1) Training Day
Washington finally won his first Academy Award for Lead Actor in 2002 (having only won one Supporting Actor award previously), but he probably could have won a few times before. It was as if Training Day was just the last in a string of remarkable performances and while it stands out as certainly one of his very best, the award was almost retroactively in honor of the consistent brilliant roles he had been playing in the years leading up to that year, as Oscars often do. That’s more a testament to what was an outstanding career over a decade ago than to detract from his portrayal of corrupt cop Alonzo Harris in this film, which was written by David Ayer who has proven himself an excellent police story teller.
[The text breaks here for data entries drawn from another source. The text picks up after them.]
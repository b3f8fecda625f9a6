//! Dense travel-cost matrix.

use crate::error::{Result, TspError};
use crate::CityIndex;

#[cfg(feature = "serde")]
use serde::{Deserialize, Serialize};

/// A validated n×n travel-cost matrix stored in row-major order.
///
/// Entry `(i, j)` is the cost of travelling from city `i` to city `j`.
/// The matrix may be asymmetric. Every entry is finite and non-negative and
/// there are at least two cities; both are checked on construction, after
/// which the matrix is immutable.
///
/// # Examples
///
/// ```
/// use u_tsp::matrix::CostMatrix;
///
/// let m = CostMatrix::from_rows(vec![
///     vec![0.0, 5.0],
///     vec![5.0, 0.0],
/// ]).unwrap();
/// assert_eq!(m.size(), 2);
/// assert_eq!(m.get(0, 1), 5.0);
/// ```
#[derive(Debug, Clone, PartialEq)]
#[cfg_attr(feature = "serde", derive(Serialize, Deserialize))]
#[cfg_attr(feature = "serde", serde(try_from = "RawCostMatrix"))]
pub struct CostMatrix {
    data: Vec<f64>,
    size: usize,
}

impl CostMatrix {
    /// Creates a matrix from `size * size` row-major entries.
    pub fn new(size: usize, data: Vec<f64>) -> Result<Self> {
        if size < 2 {
            return Err(TspError::InvalidDimension { size });
        }
        let Some(expected) = size.checked_mul(size) else {
            return Err(TspError::MalformedMatrix {
                row: 0,
                col: 0,
                reason: format!("{size}x{size} entries overflow usize"),
            });
        };
        if data.len() != expected {
            return Err(TspError::MalformedMatrix {
                row: data.len() / size,
                col: data.len() % size,
                reason: format!("expected {expected} entries, found {}", data.len()),
            });
        }
        for (k, &cost) in data.iter().enumerate() {
            check_entry(k / size, k % size, cost)?;
        }
        Ok(Self { data, size })
    }

    /// Creates a matrix from a grid of rows.
    ///
    /// Every row must have exactly as many entries as there are rows.
    pub fn from_rows(rows: Vec<Vec<f64>>) -> Result<Self> {
        let size = rows.len();
        if size < 2 {
            return Err(TspError::InvalidDimension { size });
        }
        let mut data = Vec::with_capacity(size * size);
        for (i, row) in rows.into_iter().enumerate() {
            if row.len() != size {
                return Err(TspError::MalformedMatrix {
                    row: i,
                    col: row.len().min(size),
                    reason: format!("expected {size} entries, found {}", row.len()),
                });
            }
            data.extend(row);
        }
        Self::new(size, data)
    }

    /// Number of cities.
    pub fn size(&self) -> usize {
        self.size
    }

    /// Cost of the directed edge `from → to`.
    ///
    /// # Panics
    ///
    /// Panics if either index is out of bounds.
    pub fn get(&self, from: CityIndex, to: CityIndex) -> f64 {
        self.data[from * self.size + to]
    }

    /// Outgoing costs of city `from`.
    pub fn row(&self, from: CityIndex) -> &[f64] {
        &self.data[from * self.size..(from + 1) * self.size]
    }

    /// Returns `true` if `city` is a valid index into this matrix.
    pub fn contains(&self, city: CityIndex) -> bool {
        city < self.size
    }

    /// Returns `true` if the matrix is symmetric within the given tolerance.
    pub fn is_symmetric(&self, tol: f64) -> bool {
        for i in 0..self.size {
            for j in (i + 1)..self.size {
                if (self.get(i, j) - self.get(j, i)).abs() > tol {
                    return false;
                }
            }
        }
        true
    }

    /// Sum of directed edge costs between consecutive cities of `path`.
    ///
    /// A closed tour must repeat its start city at the end for the closing
    /// edge to be counted.
    pub fn tour_cost(&self, path: &[CityIndex]) -> f64 {
        path.windows(2).map(|w| self.get(w[0], w[1])).sum()
    }
}

/// Unchecked wire form; deserialized matrices go through [`CostMatrix::new`].
#[cfg(feature = "serde")]
#[derive(Deserialize)]
struct RawCostMatrix {
    data: Vec<f64>,
    size: usize,
}

#[cfg(feature = "serde")]
impl TryFrom<RawCostMatrix> for CostMatrix {
    type Error = TspError;

    fn try_from(raw: RawCostMatrix) -> Result<Self> {
        Self::new(raw.size, raw.data)
    }
}

fn check_entry(row: usize, col: usize, cost: f64) -> Result<()> {
    let reason = if cost.is_nan() {
        "cost is not a number".to_string()
    } else if cost.is_infinite() {
        "cost is infinite".to_string()
    } else if cost < 0.0 {
        format!("negative cost {cost}")
    } else {
        return Ok(());
    };
    Err(TspError::MalformedMatrix { row, col, reason })
}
The film is perhaps the greatest example of the range of expression Washington is capable of even over the course of a single movie. Here we get to see him be charming, intimidating, aggressively and violently assertive, and fearful. While he isn’t the lead character of the film, he’s the main character, the one we want to understand the most and see the most on the screen. Denzel Washington has a way of having that effect on an audience—being so electrifying, whether he’s playing a good guy or an evil dude, that you want to watch him the entire time, and when he’s not on the screen, you’re constantly wondering where he is and what he’s up to. Even—or perhaps especially—when he’s playing someone as unpredictable and sinister as Alonzo Harris.